Often, we treat our own families worse than people we're never going to see again. It shouldn't be that way. Do you respect your parents? Do you use words and your tone in ways that tell them you are listening to what they have to say, whether or not you agree with them? Are you flippant and proud towards them, insinuating that you know better and couldn't care less what they think? Home and family is where you learn and lay the groundwork for all the relationships you'll ever have in life. Do you treat your siblings well? Or do you make them feel small, stupid, or unloved? How you talk to and treat others is a reflection of yourself. What are you reflecting?



Scripture

Show proper respect to everyone, love the family of believers, fear God, honor the emperor.
1 Peter 2:17 NIV



Action Step

  1. Resolve to treat everyone with courtesy today, no matter what.



Day 29

What Are You Wearing?

I know what you’re thinking, and no, that’s not what I’m talking about. I don’t mean the clothes on your body, I’m talking about the other things you’re wearing. We wear lots of things that don’t actually hang in our closets. But, like the clothes in our closets, we choose what we wear.

The Bible says “All of you, clothe yourselves with humility toward one another, because, "God opposes the proud but shows favor to the humble” (1 Peter 5:5 NIV). When you woke up today, did you put on pride, or humility? You probably didn’t even think about it, but whether you consciously chose one or not, you’re wearing one on your attitude right now. Which one is it?

There are other items the Bible tells us to where. Colossians 3:12 says “Therefore, as God's chosen people, holy and dearly loved, clothe yourselves with compassion, kindness, humility, gentleness and patience.” Did you put on any of those this morning?

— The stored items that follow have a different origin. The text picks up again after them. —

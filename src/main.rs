use anyhow::Result;
use log::info;

// Generate ESP-IDF app descriptor
#[cfg(target_os = "espidf")]
#[allow(unexpected_cfgs)]
mod app_desc {
    esp_idf_sys::esp_app_desc!();
}

mod config;
mod logging;
#[cfg(target_os = "espidf")]
mod network;
#[cfg(target_os = "espidf")]
mod ota;
mod version;

#[cfg(target_os = "espidf")]
fn main() -> Result<()> {
    use std::sync::Arc;

    use esp_idf_hal::delay::FreeRtos;
    use esp_idf_hal::peripherals::Peripherals;
    use esp_idf_svc::eventloop::EspSystemEventLoop;

    use crate::network::{OtaServer, WifiManager};
    use crate::ota::LoggingObserver;

    // Initialize ESP-IDF
    esp_idf_svc::sys::link_patches();
    logging::init_logger()?;

    let config = config::load()?;
    if !logging::set_max_level_from_str(&config.log_level) {
        log::warn!("Unknown log level '{}', keeping info", config.log_level);
    }

    info!("{} starting", version::full_version());
    info!("Free heap: {} bytes", unsafe { esp_idf_sys::esp_get_free_heap_size() });

    let peripherals = Peripherals::take()?;
    let sys_loop = EspSystemEventLoop::take()?;

    let mut wifi = WifiManager::new(
        peripherals.modem,
        sys_loop,
        &config.wifi_ssid,
        &config.wifi_password,
    )?;
    wifi.connect()?;

    let server = OtaServer::start(config.ota.clone(), Arc::new(LoggingObserver::new()))?;
    info!(
        "Ready for updates: POST http://{}:{}/ota (running {})",
        wifi.get_ip().unwrap_or_default(),
        config.ota.port,
        server.version()
    );

    debug_assert!(OtaServer::is_running());

    // WiFi and the server live as long as main
    loop {
        FreeRtos::delay_ms(10_000);
    }
}

#[cfg(not(target_os = "espidf"))]
fn main() -> Result<()> {
    logging::init_logger()?;

    let config = config::load()?;
    logging::set_max_level_from_str(&config.log_level);

    info!("{} (host build)", version::full_version());
    info!("Resolved configuration: {}", serde_json::to_string(&config)?);
    log::warn!("The OTA server only runs on ESP-IDF targets; use ota-tool or host-tests on the host");
    Ok(())
}
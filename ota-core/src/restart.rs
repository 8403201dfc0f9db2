//! Restart trigger

use std::time::Duration;

/// Restarts the device after a successful update.
///
/// Implementations wait `delay` so the final response can leave the socket,
/// then restart without draining any other work. On hardware this does not
/// return.
pub trait Restarter {
    fn restart_after(&self, delay: Duration);
}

If you didn’t, put them on now. Decide that when someone needs empathy or understanding, you will be compassionate. When someone is hurting be gentle and kind. When someone is slow or frustrating, be patient.

Lastly, wear love. “Above all, clothe yourselves with love, which binds us all together in perfect harmony” (Colossians 3:14 NLT). This is the most important, and possibly the hardest, item to wear. It’s not always natural to wear it. It doesn’t always feel comfortable or seem to fit right. But it’s the most beautiful item in your closet, and it ought to be the first thing we put on every day.